In viewing the impact of the fabrication of beauty in Bolivia, the cultural and social politics are refracted, imposed, and read through the female form. The image of the female in the colonial outlook on Latin America originates around miscegenation, the sexual taking of the Indian women by the European in order to create a mestizo race. The market for both images has found its place in Bolivia. The thirst for the exotic and preserved tradition is desirable for both tourists and Bolivians alike, but modern sensibility tends to demand the lithe lomitas on display in Santa Cruz.
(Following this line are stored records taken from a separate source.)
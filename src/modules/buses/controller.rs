use axum::{
    Json,
    extract::{Path, Query, State},
    http::StatusCode,
};
use edudesk_core::{AppError, ErrorResponse, ListParams};
use edudesk_models::buses::{Bus, CreateBusDto, PaginatedBusesResponse, UpdateBusDto};
use edudesk_models::ids::BusId;
use edudesk_models::students::PaginatedStudentsResponse;
use tracing::instrument;
use uuid::Uuid;

use crate::modules::buses::service::BusService;
use crate::state::AppState;
use crate::validator::ValidatedJson;

#[utoipa::path(
    post,
    path = "/api/buses",
    request_body = CreateBusDto,
    responses(
        (status = 201, description = "Bus created successfully", body = Bus),
        (status = 400, description = "Bus number already in use", body = ErrorResponse),
        (status = 422, description = "Validation error", body = ErrorResponse)
    ),
    tag = "Buses"
)]
#[instrument(skip(state, dto))]
pub async fn create_bus(
    State(state): State<AppState>,
    ValidatedJson(dto): ValidatedJson<CreateBusDto>,
) -> Result<(StatusCode, Json<Bus>), AppError> {
    let bus = BusService::create_bus(&state.db, dto).await?;
    Ok((StatusCode::CREATED, Json(bus)))
}

#[utoipa::path(
    get,
    path = "/api/buses",
    params(ListParams),
    responses(
        (status = 200, description = "Paginated list of buses", body = PaginatedBusesResponse)
    ),
    tag = "Buses"
)]
#[instrument(skip(state))]
pub async fn get_buses(
    State(state): State<AppState>,
    Query(params): Query<ListParams>,
) -> Result<Json<PaginatedBusesResponse>, AppError> {
    let buses = BusService::get_buses(&state.db, params).await?;
    Ok(Json(buses))
}

#[utoipa::path(
    get,
    path = "/api/buses/{id}",
    params(
        ("id" = Uuid, Path, description = "Bus ID")
    ),
    responses(
        (status = 200, description = "Bus details", body = Bus),
        (status = 404, description = "Bus not found", body = ErrorResponse)
    ),
    tag = "Buses"
)]
#[instrument(skip(state))]
pub async fn get_bus(
    State(state): State<AppState>,
    Path(id): Path<BusId>,
) -> Result<Json<Bus>, AppError> {
    let bus = BusService::get_bus(&state.db, id).await?;
    Ok(Json(bus))
}

#[utoipa::path(
    get,
    path = "/api/buses/{id}/students",
    params(
        ("id" = Uuid, Path, description = "Bus ID"),
        ListParams
    ),
    responses(
        (status = 200, description = "Students riding the bus", body = PaginatedStudentsResponse),
        (status = 404, description = "Bus not found", body = ErrorResponse)
    ),
    tag = "Buses"
)]
#[instrument(skip(state))]
pub async fn get_bus_students(
    State(state): State<AppState>,
    Path(id): Path<BusId>,
    Query(params): Query<ListParams>,
) -> Result<Json<PaginatedStudentsResponse>, AppError> {
    let students = BusService::get_bus_students(&state.db, id, params).await?;
    Ok(Json(students))
}

#[utoipa::path(
    put,
    path = "/api/buses/{id}",
    params(
        ("id" = Uuid, Path, description = "Bus ID")
    ),
    request_body = UpdateBusDto,
    responses(
        (status = 200, description = "Bus updated successfully", body = Bus),
        (status = 400, description = "Bus number already in use", body = ErrorResponse),
        (status = 404, description = "Bus not found", body = ErrorResponse)
    ),
    tag = "Buses"
)]
#[instrument(skip(state, dto))]
pub async fn update_bus(
    State(state): State<AppState>,
    Path(id): Path<BusId>,
    ValidatedJson(dto): ValidatedJson<UpdateBusDto>,
) -> Result<Json<Bus>, AppError> {
    let bus = BusService::update_bus(&state.db, id, dto).await?;
    Ok(Json(bus))
}

#[utoipa::path(
    delete,
    path = "/api/buses/{id}",
    params(
        ("id" = Uuid, Path, description = "Bus ID")
    ),
    responses(
        (status = 204, description = "Bus deleted successfully"),
        (status = 404, description = "Bus not found", body = ErrorResponse)
    ),
    tag = "Buses"
)]
#[instrument(skip(state))]
pub async fn delete_bus(
    State(state): State<AppState>,
    Path(id): Path<BusId>,
) -> Result<StatusCode, AppError> {
    BusService::delete_bus(&state.db, id).await?;
    Ok(StatusCode::NO_CONTENT)
}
Where a pageant merely reinforces the same timeworn standards of femininity in Bolivia, the stakes are higher every time a woman passes down the pasarela. Each movement and each response becomes charged with a way of envisioning the entire country and the woman’s position within this expansive landscape. Each woman in each contest embodies a way of viewing beauty through a historical lens that surrounds her, but these forces are not the only influences. These women also bring and receive their own individuality. As one demure Cholita Paceña contestant who studies law told me when asked why she participates in the pageant, ‘I feel like a person.’ Her timid smile afterward revealed a sense of elation for finally having the chance to portray herself publicly to an attentive audience. As the only woman in her class, and, furthermore, the only woman wearing a pollera in her class, she is familiar with the whims of a male-dominated space. Her invisibility and visibility – usually out of her control at school – is firmly in her hands when she is in her gold outfit chispeando under the hot lights. She constructs her own feminine ideal. Beauty pageants are spaces in which notions of femininity can be heard, seen and contested, in which each contestant can challenge or maintain her conception of it as the lens to view the understanding of the Bolivian nation.